The fact that this is part one of three (third not yet completed), with the second act nearly twice the length of this already substantial tomb, suggests I’m right.
For all that, the story barrels along at quite a pace with something new only ever a few pages away. There are plenty of maddening moments though — when the narrative treads water or you think we’re getting out into a gallop only for Kvothe do something stupid. Many times it felt like two steps forward, one step back.
Yes, it’s packed with the cliches of the fallen hero trope, but it’s spun and woven well. Despite the word count, most of the ancillary characters rely on stereotypes and feel quite thin on reflection.

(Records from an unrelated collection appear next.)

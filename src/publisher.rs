use crate::{
    chain::ChainType,
    cid::Cid,
    content_store::{ContentStore, ContentStoreError},
    index::{
        CidPayload, HeaderModel, ReceiptModel, StateNodeModel, StorageNodeModel, TxModel,
        UncleModel,
    },
    payload::ConvertedData,
};
use std::{collections::BTreeMap, sync::Arc};
use thiserror::Error;
use tracing::trace;

#[derive(Debug, Error)]
pub enum PublishError {
    #[error("unable to write {object} to the content store: {source}")]
    Store {
        object: &'static str,
        #[source]
        source: ContentStoreError,
    },
    #[error("content store returned {returned} for {object} with content id {computed}")]
    CidMismatch {
        object: &'static str,
        computed: Cid,
        returned: Cid,
    },
    #[error("{found} payload handed to the {expected} publisher")]
    ChainMismatch {
        expected: ChainType,
        found: ChainType,
    },
}

/// Writes every object of a [ConvertedData] into the content store and
/// returns the indexed-metadata view of what was written
pub trait IpldPublisher: Send + Sync {
    fn publish(&self, payload: &ConvertedData) -> Result<CidPayload, PublishError>;
}

pub fn new_publisher(chain: ChainType, store: Arc<dyn ContentStore>) -> Arc<dyn IpldPublisher> {
    Arc::new(BlockPublisher::new(chain, store))
}

#[derive(Debug, Clone)]
pub struct BlockPublisher {
    chain: ChainType,
    store: Arc<dyn ContentStore>,
}

impl BlockPublisher {
    pub fn new(chain: ChainType, store: Arc<dyn ContentStore>) -> Self {
        Self { chain, store }
    }

    fn put(&self, object: &'static str, bytes: &[u8]) -> Result<Cid, PublishError> {
        let computed = Cid::of(bytes);
        let returned = self
            .store
            .put(bytes)
            .map_err(|source| PublishError::Store { object, source })?;
        if returned != computed {
            return Err(PublishError::CidMismatch {
                object,
                computed,
                returned,
            });
        }
        Ok(returned)
    }
}

impl IpldPublisher for BlockPublisher {
    fn publish(&self, payload: &ConvertedData) -> Result<CidPayload, PublishError> {
        if payload.chain != self.chain {
            return Err(PublishError::ChainMismatch {
                expected: self.chain,
                found: payload.chain,
            });
        }
        trace!(
            "Publishing block with height {} and hash {}",
            payload.height(),
            payload.header.hash
        );

        let header = HeaderModel {
            chain: payload.chain,
            height: payload.header.height,
            hash: payload.header.hash.clone(),
            parent_hash: payload.header.parent_hash.clone(),
            timestamp: payload.header.timestamp,
            cid: self.put("header", &payload.header.raw)?,
        };

        let mut uncles = Vec::with_capacity(payload.uncles.len());
        for uncle in &payload.uncles {
            uncles.push(UncleModel {
                hash: uncle.hash.clone(),
                cid: self.put("uncle", &uncle.raw)?,
            });
        }

        let mut transactions = Vec::with_capacity(payload.transactions.len());
        for tx in &payload.transactions {
            transactions.push(TxModel {
                hash: tx.hash.clone(),
                index: tx.index,
                src: tx.src.clone(),
                dst: tx.dst.clone(),
                cid: self.put("transaction", &tx.raw)?,
            });
        }

        let mut receipts = Vec::with_capacity(payload.receipts.len());
        for rct in &payload.receipts {
            receipts.push(ReceiptModel {
                tx_hash: rct.tx_hash.clone(),
                contract: rct.contract.clone(),
                log_contracts: rct.log_contracts.clone(),
                topics: rct.topics.clone(),
                cid: self.put("receipt", &rct.raw)?,
            });
        }

        let mut state_nodes = Vec::with_capacity(payload.state_nodes.len());
        for node in &payload.state_nodes {
            state_nodes.push(StateNodeModel {
                key: node.key.clone(),
                leaf: node.leaf,
                cid: self.put("state node", &node.raw)?,
            });
        }

        let mut storage_nodes: BTreeMap<String, Vec<StorageNodeModel>> = BTreeMap::new();
        for node in &payload.storage_nodes {
            let model = StorageNodeModel {
                state_key: node.state_key.clone(),
                key: node.key.clone(),
                leaf: node.leaf,
                cid: self.put("storage node", &node.raw)?,
            };
            storage_nodes
                .entry(node.state_key.clone())
                .or_default()
                .push(model);
        }

        Ok(CidPayload {
            header,
            uncles,
            transactions,
            receipts,
            state_nodes,
            storage_nodes,
        })
    }
}
use crate::helpers::*;
use ipld_watcher::{
    chain::ChainType,
    cid::Cid,
    filter::SubscriptionFilter,
    index::Gap,
    payload::ConvertedData,
    service::{Service, ServiceState},
    subscription::{Flag, SubscriptionPayload},
};
use std::{sync::Arc, time::Duration};
use tokio::{sync::mpsc, time::timeout};
use uuid::Uuid;

const WAIT: Duration = Duration::from_secs(5);

struct Subscriber {
    id: Uuid,
    payloads: mpsc::Receiver<SubscriptionPayload>,
    quit: mpsc::Receiver<()>,
}

async fn subscribe(service: &Service, filter: SubscriptionFilter, capacity: usize) -> Subscriber {
    let id = Uuid::new_v4();
    let (payload_sender, payloads) = mpsc::channel(capacity);
    let (quit_sender, quit) = mpsc::channel(1);
    service
        .subscribe(id, payload_sender, quit_sender, filter)
        .await
        .expect("filter is valid");
    Subscriber { id, payloads, quit }
}

async fn next_payload(subscriber: &mut Subscriber) -> Option<SubscriptionPayload> {
    timeout(WAIT, subscriber.payloads.recv())
        .await
        .expect("payload arrives in time")
}

fn converted(stores: &Stores, height: u64) -> ConvertedData {
    stores
        .components
        .converter
        .convert(&raw_eth(height))
        .expect("fixture converts")
}

#[tokio::test]
async fn sync_publishes_and_indexes() -> anyhow::Result<()> {
    let stores = Stores::new("sync")?;
    let service = stores.service(2, 16);
    let streamer = MemoryStreamer::new(vec![raw_eth(100)]);
    let (forward, mut forwarded) = mpsc::channel(16);

    let sync = service.sync(&streamer, forward, 16).await?;
    assert_eq!(service.state(), ServiceState::Syncing);
    timeout(WAIT, sync).await??;

    let headers = stores.index_store.headers_at(100)?;
    assert_eq!(headers.len(), 1);
    let txs = stores.index_store.transactions_of(&headers[0])?;
    assert_eq!(txs.len(), 2);
    assert_eq!(txs[0].src, vec!["0xa".to_string()]);
    assert_eq!(txs[0].dst, vec!["0xb".to_string()]);

    let live = forwarded.try_recv()?;
    assert_eq!(live.height(), 100);
    Ok(())
}

#[tokio::test]
async fn malformed_payloads_are_skipped() -> anyhow::Result<()> {
    let stores = Stores::new("sync-malformed")?;
    let service = stores.service(1, 16);
    let mut garbage = raw_eth(2);
    garbage.data = b"not json".to_vec();
    let streamer = MemoryStreamer::new(vec![raw_eth(1), garbage, raw_eth(3)]);
    let (forward, _forwarded) = mpsc::channel(16);

    timeout(WAIT, service.sync(&streamer, forward, 16).await?).await??;

    assert_eq!(
        stores.components.retriever.retrieve_gaps_in_data()?,
        vec![Gap { start: 2, stop: 2 }]
    );
    Ok(())
}

#[tokio::test]
async fn failed_index_leaves_a_gap() -> anyhow::Result<()> {
    let mut stores = Stores::new("sync-failing-index")?;
    stores.components.indexer = Arc::new(FailingIndexer::new(
        stores.components.indexer.clone(),
        [2],
    ));
    let service = stores.service(3, 16);
    let streamer = MemoryStreamer::new((1..=4).map(raw_eth).collect());
    let (forward, _forwarded) = mpsc::channel(16);

    timeout(WAIT, service.sync(&streamer, forward, 16).await?).await??;

    assert_eq!(
        stores.components.retriever.retrieve_gaps_in_data()?,
        vec![Gap { start: 2, stop: 2 }]
    );
    Ok(())
}

#[tokio::test]
async fn saturated_work_queue_keeps_the_head() -> anyhow::Result<()> {
    let stores = Stores::new("sync-backpressure")?;
    let service = stores.service(1, 4);
    let streamer = MemoryStreamer::new((1..=200).map(raw_eth).collect());
    // the serve side never reads
    let (forward, _forwarded) = mpsc::channel(1);

    timeout(WAIT * 6, service.sync(&streamer, forward, 8).await?).await??;

    assert_eq!(
        stores.components.retriever.retrieve_last_block_number()?,
        Some(200)
    );
    Ok(())
}

#[tokio::test]
async fn live_subscription_receives_filtered_payloads() -> anyhow::Result<()> {
    let stores = Stores::new("serve")?;
    let service = stores.service(1, 16);
    let (forward, payloads) = mpsc::channel(16);
    let serve = service.serve(payloads);
    assert_eq!(service.state(), ServiceState::Serving);

    let mut filter = SubscriptionFilter::new(ChainType::Ethereum, 0, 0);
    filter.txs.dst = vec!["0xB".into()];
    filter.receipts.match_txs = true;
    filter.header.off = true;
    filter.state.off = true;
    filter.storage.off = true;
    let mut subscriber = subscribe(&service, filter, 16).await;

    forward.send(converted(&stores, 100)).await?;
    let payload = next_payload(&mut subscriber).await.expect("subscription is open");
    assert_eq!(payload.height, 100);
    assert_eq!(payload.flag, Flag::None);
    assert!(!payload.is_error());

    let bundle = payload.bundle()?;
    assert!(bundle.headers.is_empty());
    assert_eq!(bundle.transactions.len(), 1);
    assert_eq!(bundle.transactions[0].cid, Cid::of(b"tx 100 0"));
    assert_eq!(bundle.receipts.len(), 1);
    assert_eq!(bundle.receipts[0].cid, Cid::of(b"receipt 100 0"));

    service.stop().await;
    timeout(WAIT, serve).await??;
    Ok(())
}

#[tokio::test]
async fn subscription_closes_past_its_end() -> anyhow::Result<()> {
    let stores = Stores::new("serve-past-end")?;
    let service = stores.service(1, 16);
    let mut subscriber = subscribe(
        &service,
        SubscriptionFilter::new(ChainType::Ethereum, 0, 50),
        16,
    )
    .await;
    assert_eq!(service.subscription_count().await, 1);

    service.broadcast(&converted(&stores, 50)).await;
    assert_eq!(next_payload(&mut subscriber).await.map(|p| p.height), Some(50));

    service.broadcast(&converted(&stores, 51)).await;
    assert_eq!(timeout(WAIT, subscriber.quit.recv()).await?, Some(()));
    assert_eq!(service.subscription_count().await, 0);
    assert_eq!(service.subscription_type_count().await, 0);

    service.broadcast(&converted(&stores, 52)).await;
    assert_eq!(next_payload(&mut subscriber).await, None);
    Ok(())
}

#[tokio::test]
async fn filter_errors_close_only_that_type() -> anyhow::Result<()> {
    let stores = Stores::new("serve-filter-error")?;
    let service = stores.service(1, 16);
    let mut subscriber = subscribe(
        &service,
        SubscriptionFilter::new(ChainType::Ethereum, 0, 0),
        16,
    )
    .await;

    let mut foreign = converted(&stores, 9);
    foreign.chain = ChainType::Bitcoin;
    service.broadcast(&foreign).await;

    let payload = next_payload(&mut subscriber).await.expect("error payload");
    assert!(payload.is_error());
    assert_eq!(payload.height, 9);
    assert_eq!(timeout(WAIT, subscriber.quit.recv()).await?, Some(()));
    assert_eq!(service.subscription_type_count().await, 0);

    // the service keeps serving new subscriptions
    let mut next = subscribe(
        &service,
        SubscriptionFilter::new(ChainType::Ethereum, 0, 0),
        16,
    )
    .await;
    service.broadcast(&converted(&stores, 10)).await;
    assert_eq!(next_payload(&mut next).await.map(|p| p.height), Some(10));
    Ok(())
}

#[tokio::test]
async fn invalid_filters_are_rejected() -> anyhow::Result<()> {
    let stores = Stores::new("serve-invalid")?;
    let service = stores.service(1, 16);
    let (payloads, _) = mpsc::channel(1);
    let (quit, _) = mpsc::channel(1);

    let inverted = SubscriptionFilter::new(ChainType::Ethereum, 10, 5);
    assert!(service
        .subscribe(Uuid::new_v4(), payloads.clone(), quit.clone(), inverted)
        .await
        .is_err());

    let bitcoin = SubscriptionFilter::new(ChainType::Bitcoin, 0, 0);
    assert!(service
        .subscribe(Uuid::new_v4(), payloads, quit, bitcoin)
        .await
        .is_err());
    assert_eq!(service.subscription_count().await, 0);
    Ok(())
}

#[tokio::test]
async fn lagging_subscriber_does_not_block_broadcast() -> anyhow::Result<()> {
    let stores = Stores::new("serve-lagging")?;
    let service = stores.service(1, 16);
    let filter = SubscriptionFilter::new(ChainType::Ethereum, 0, 0);
    let mut slow = subscribe(&service, filter.clone(), 1).await;
    let mut fast = subscribe(&service, filter, 16).await;
    assert_eq!(service.subscription_type_count().await, 1);

    for height in 1..=3 {
        timeout(WAIT, service.broadcast(&converted(&stores, height))).await?;
    }

    for height in 1..=3 {
        assert_eq!(next_payload(&mut fast).await.map(|p| p.height), Some(height));
    }
    assert_eq!(next_payload(&mut slow).await.map(|p| p.height), Some(1));
    assert!(slow.payloads.try_recv().is_err());
    assert_eq!(service.subscription_count().await, 2);
    Ok(())
}

#[tokio::test]
async fn unsubscribe_drops_empty_types() -> anyhow::Result<()> {
    let stores = Stores::new("unsubscribe")?;
    let service = stores.service(1, 16);
    let mut filter = SubscriptionFilter::new(ChainType::Ethereum, 0, 0);
    filter.txs.src = vec!["0xA".into()];
    let first = subscribe(&service, filter.clone(), 4).await;
    // same type once normalized
    filter.txs.src = vec!["0xa".into()];
    let second = subscribe(&service, filter, 4).await;
    assert_eq!(service.subscription_type_count().await, 1);
    assert_eq!(service.subscription_count().await, 2);

    assert!(service.unsubscribe(first.id).await);
    assert_eq!(service.subscription_type_count().await, 1);
    assert!(service.unsubscribe(second.id).await);
    assert_eq!(service.subscription_type_count().await, 0);
    assert!(!service.unsubscribe(Uuid::new_v4()).await);
    Ok(())
}

#[tokio::test]
async fn historical_only_replay_ends_with_sentinel() -> anyhow::Result<()> {
    let stores = Stores::new("historical-only")?;
    stores.index_heights(&[1, 2, 3])?;
    let service = stores.service(1, 16);

    let mut filter = SubscriptionFilter::new(ChainType::Ethereum, 2, 0);
    filter.historical_only = true;
    let mut subscriber = subscribe(&service, filter, 16).await;
    assert_eq!(service.subscription_count().await, 0);

    let second = next_payload(&mut subscriber).await.expect("height 2");
    assert_eq!(second.height, 2);
    assert_eq!(second.bundle()?.transactions.len(), 2);
    assert_eq!(next_payload(&mut subscriber).await.map(|p| p.height), Some(3));

    let sentinel = next_payload(&mut subscriber).await.expect("sentinel");
    assert_eq!(sentinel.flag, Flag::BackFillComplete);
    assert_eq!(sentinel.height, 3);
    assert_eq!(next_payload(&mut subscriber).await, None);
    Ok(())
}

#[tokio::test]
async fn historical_replay_then_live() -> anyhow::Result<()> {
    let stores = Stores::new("historical-live")?;
    stores.index_heights(&[1, 2])?;
    let service = stores.service(1, 16);

    let mut filter = SubscriptionFilter::new(ChainType::Ethereum, 0, 0);
    filter.historical = true;
    let mut subscriber = subscribe(&service, filter, 16).await;
    assert_eq!(service.subscription_count().await, 1);

    assert_eq!(next_payload(&mut subscriber).await.map(|p| p.height), Some(1));
    assert_eq!(next_payload(&mut subscriber).await.map(|p| p.height), Some(2));
    assert_eq!(
        next_payload(&mut subscriber).await.map(|p| p.flag),
        Some(Flag::BackFillComplete)
    );

    service.broadcast(&converted(&stores, 3)).await;
    assert_eq!(next_payload(&mut subscriber).await.map(|p| p.height), Some(3));
    Ok(())
}

#[tokio::test]
async fn historical_replay_of_an_empty_index() -> anyhow::Result<()> {
    let stores = Stores::new("historical-empty")?;
    let service = stores.service(1, 16);
    let mut filter = SubscriptionFilter::new(ChainType::Ethereum, 0, 0);
    filter.historical_only = true;
    let mut subscriber = subscribe(&service, filter, 16).await;

    let sentinel = next_payload(&mut subscriber).await.expect("sentinel");
    assert_eq!(sentinel.flag, Flag::BackFillComplete);
    assert_eq!(sentinel.height, 0);
    Ok(())
}

#[tokio::test]
async fn stop_closes_every_subscription() -> anyhow::Result<()> {
    let stores = Stores::new("stop")?;
    let service = stores.service(1, 16);
    let mut first = subscribe(
        &service,
        SubscriptionFilter::new(ChainType::Ethereum, 0, 0),
        4,
    )
    .await;
    let mut second = subscribe(
        &service,
        SubscriptionFilter::new(ChainType::Ethereum, 5, 0),
        4,
    )
    .await;

    service.stop().await;
    assert_eq!(service.state(), ServiceState::Stopped);
    assert_eq!(service.subscription_count().await, 0);
    assert_eq!(timeout(WAIT, first.quit.recv()).await?, Some(()));
    assert_eq!(timeout(WAIT, second.quit.recv()).await?, Some(()));
    assert_eq!(next_payload(&mut first).await, None);
    Ok(())
}
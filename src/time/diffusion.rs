//! Horizontal hyperdiffusion ∇²ⁿ, applied implicitly to spectral tendencies.
//!
//! The damping rate per degree is normalized so the highest resolved degree
//! decays on the configured time scale:
//!
//! ```text
//! damp(l) = (l(l+1) / L(L+1))ⁿ / τ
//! ```
//!
//! Applied tendency-side before the leapfrog commit, implicitly in the new
//! time level:
//!
//! ```text
//! ∂X/∂t ← (∂X/∂t − damp(l)·X(t−Δt)) / (1 + 2Δt·damp(l))
//! ```

use crate::spectral::SpectralCoeffs;

/// Precomputed per-degree hyperdiffusion factors.
#[derive(Clone, Debug)]
pub struct HorizontalDiffusion {
    /// Explicit damping rate per degree (1/s).
    expl: Vec<f64>,
    /// Implicit denominator 1/(1 + 2Δt·damp) per degree.
    impl_: Vec<f64>,
}

impl HorizontalDiffusion {
    /// Build factors for truncation `trunc`, ∇^(2·power) diffusion with
    /// e-folding time `time_scale` (seconds) at l = L, and time step `dt`.
    pub fn new(trunc: usize, power: usize, time_scale: f64, dt: f64) -> Self {
        let largest = (trunc * (trunc + 1)) as f64;
        let nrows = trunc + 2;
        let mut expl = vec![0.0; nrows];
        let mut impl_ = vec![0.0; nrows];
        for l in 0..nrows {
            let norm = (l * (l + 1)) as f64 / largest;
            let damp = norm.powi(power as i32) / time_scale;
            expl[l] = damp;
            impl_[l] = 1.0 / (1.0 + 2.0 * dt * damp);
        }
        Self { expl, impl_ }
    }

    /// Damp a tendency against the t−Δt slice of its variable.
    pub fn apply(&self, tend: &mut SpectralCoeffs, var_old: &SpectralCoeffs) {
        tend.check_same_shape(var_old);
        let nrows = tend.nrows();
        for m in 0..tend.ncols() {
            let old_col = var_old.column(m);
            let col = tend.column_mut(m);
            for l in m..nrows {
                col[l] = (col[l] - self.expl[l] * old_col[l]) * self.impl_[l];
            }
        }
    }
}
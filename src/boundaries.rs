//! Boundary fields: orography in grid space and the spectral surface
//! geopotential Φ_s = g·h_s.
//!
//! Three variants: flat (zero), an analytic zonal ridge (the
//! Jablonowski–Williamson surface geopotential balancing their baroclinic
//! zonal jet), and data read from a NetCDF file (feature `netcdf`).
//! Initialization writes both representations; tendency evaluations read
//! them only.

use crate::constants::Planet;
use crate::error::ModelError;
use crate::grid::RingGrid;
use crate::spectral::{SpectralCoeffs, SpectralTransform};

/// Spectral damping parameters for ingested orography.
#[derive(Clone, Copy, Debug)]
pub struct SpectralSmoothing {
    /// Exponent of the (l/L) damping profile.
    pub power: f64,
    /// Damping strength at l = L.
    pub strength: f64,
    /// Fraction of the truncation below which modes are untouched.
    pub fraction: f64,
}

impl Default for SpectralSmoothing {
    fn default() -> Self {
        Self {
            power: 2.0,
            strength: 1.0,
            fraction: 0.5,
        }
    }
}

/// Orography variants.
#[derive(Clone, Debug, Default)]
pub enum Orography {
    /// Flat surface, Φ_s = 0.
    #[default]
    Zero,
    /// Jablonowski–Williamson zonal ridge balancing a zonal jet of strength
    /// `u0` (m/s) with jet parameter `eta0`.
    ZonalRidge { u0: f64, eta0: f64 },
    /// Surface height read from a NetCDF variable on the model grid,
    /// multiplied by `scale`, optionally spectrally smoothed.
    #[cfg(feature = "netcdf")]
    File {
        path: std::path::PathBuf,
        /// Variable name holding surface height in meters.
        var: String,
        scale: f64,
        smoothing: Option<SpectralSmoothing>,
    },
}

impl Orography {
    /// Standard Jablonowski–Williamson ridge (u₀ = 35 m/s, η₀ = 0.252).
    pub fn zonal_ridge() -> Self {
        Self::ZonalRidge {
            u0: 35.0,
            eta0: 0.252,
        }
    }
}

/// Grid orography and spectral surface geopotential, fixed after init.
#[derive(Clone, Debug)]
pub struct Boundaries {
    /// Surface height h_s on the grid (m).
    pub orography: Vec<f64>,
    /// Surface geopotential Φ_s = g·h_s, spectral.
    pub geopot_surf: SpectralCoeffs,
}

impl Boundaries {
    /// Initialize both representations for the chosen variant.
    pub fn new(
        kind: &Orography,
        grid: &RingGrid,
        transform: &mut SpectralTransform,
        planet: &Planet,
    ) -> Result<Self, ModelError> {
        let mut orography = grid.zeros();
        let mut geopot_surf = transform.zeros_spectral();

        match kind {
            Orography::Zero => {}
            Orography::ZonalRidge { u0, eta0 } => {
                let eta_vs = (1.0 - eta0) * std::f64::consts::FRAC_PI_2;
                let cos_etavs = eta_vs.cos().powf(1.5);
                let a_omega = planet.radius * planet.rotation;
                grid.fill_from_fn(&mut orography, |_, lat| {
                    let (sinlat, coslat) = lat.sin_cos();
                    let phi_s = u0 * cos_etavs
                        * ((-2.0 * sinlat.powi(6) * (coslat * coslat + 1.0 / 3.0) + 10.0 / 63.0)
                            * u0
                            * cos_etavs
                            + (8.0 / 5.0 * coslat.powi(3) * (sinlat * sinlat + 2.0 / 3.0)
                                - std::f64::consts::FRAC_PI_4)
                                * a_omega);
                    phi_s / planet.gravity
                });
                transform.forward(&orography, &mut geopot_surf);
                geopot_surf.scale(planet.gravity);
            }
            #[cfg(feature = "netcdf")]
            Orography::File {
                path,
                var,
                scale,
                smoothing,
            } => {
                let file = netcdf::open(path)?;
                let variable = file.variable(var).ok_or_else(|| {
                    ModelError::Orography(format!("variable '{}' not found in {:?}", var, path))
                })?;
                let values: Vec<f64> = variable.get_values(..)?;
                if values.len() != grid.n_points() {
                    return Err(ModelError::Orography(format!(
                        "file has {} points, grid has {}",
                        values.len(),
                        grid.n_points()
                    )));
                }
                for (o, v) in orography.iter_mut().zip(values.iter()) {
                    *o = v * scale;
                }
                transform.forward(&orography, &mut geopot_surf);
                geopot_surf.scale(planet.gravity);
                if let Some(s) = smoothing {
                    geopot_surf.smooth(s.strength, s.power, s.fraction);
                    // keep the grid image consistent with the smoothed spectrum
                    let mut smoothed = geopot_surf.clone();
                    smoothed.scale(1.0 / planet.gravity);
                    transform.inverse(&smoothed, &mut orography);
                }
            }
        }

        log::info!(
            "orography: {:?}, max height {:.1} m",
            std::mem::discriminant(kind),
            orography.iter().cloned().fold(0.0, f64::max)
        );

        Ok(Self {
            orography,
            geopot_surf,
        })
    }

    /// Flat boundaries sized to a transform, the common test setup.
    pub fn flat(grid: &RingGrid, transform: &SpectralTransform) -> Self {
        Self {
            orography: grid.zeros(),
            geopot_surf: transform.zeros_spectral(),
        }
    }
}
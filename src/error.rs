//! Error types for model construction.
//!
//! Configuration errors are reported before the first tendency evaluation;
//! once a model is built, shape mismatches inside the tendency pipeline are
//! caller errors and are enforced with assertions instead.

use thiserror::Error;

/// Errors raised while building a model or its precomputed tables.
#[derive(Debug, Error)]
pub enum ModelError {
    /// Spectral truncation incompatible with the chosen grid.
    #[error(
        "truncation T{trunc} needs at least {required} latitude rings, grid has {nlat}"
    )]
    TruncationTooHigh {
        trunc: usize,
        nlat: usize,
        required: usize,
    },

    /// σ layer thicknesses must partition the unit interval.
    #[error("sigma layer thicknesses must sum to 1, got {sum}")]
    SigmaPartition { sum: f64 },

    /// σ half levels must run monotonically from 0 (top) to 1 (surface).
    #[error("sigma half levels must increase from 0 to 1")]
    SigmaHalfLevels,

    /// σ partitioning does not match the configured layer count.
    #[error("{got} sigma layers provided, model has {expected}")]
    SigmaLayerCount { expected: usize, got: usize },

    /// Orography file missing or malformed.
    #[error("orography: {0}")]
    Orography(String),

    /// Underlying I/O failure during initialization.
    #[error("I/O error: {0}")]
    Io(#[from] std::io::Error),

    /// NetCDF library error while reading boundary files.
    #[cfg(feature = "netcdf")]
    #[error("NetCDF error: {0}")]
    NetCDF(#[from] netcdf::Error),
}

Praise goes to Rupert Degas too, who does an excellent job of narrating. He provides a nice range of voices for the characters while lending a steady authority.
Despite the advanced run time, I didn’t find myself willing it to end and I was slightly disappointed Kvothe wouldn’t be there the first time I picked up my headphones afterwards. A good sign for sure, but having seen the length of the next installment I’ll probably hold off a while before diving in again.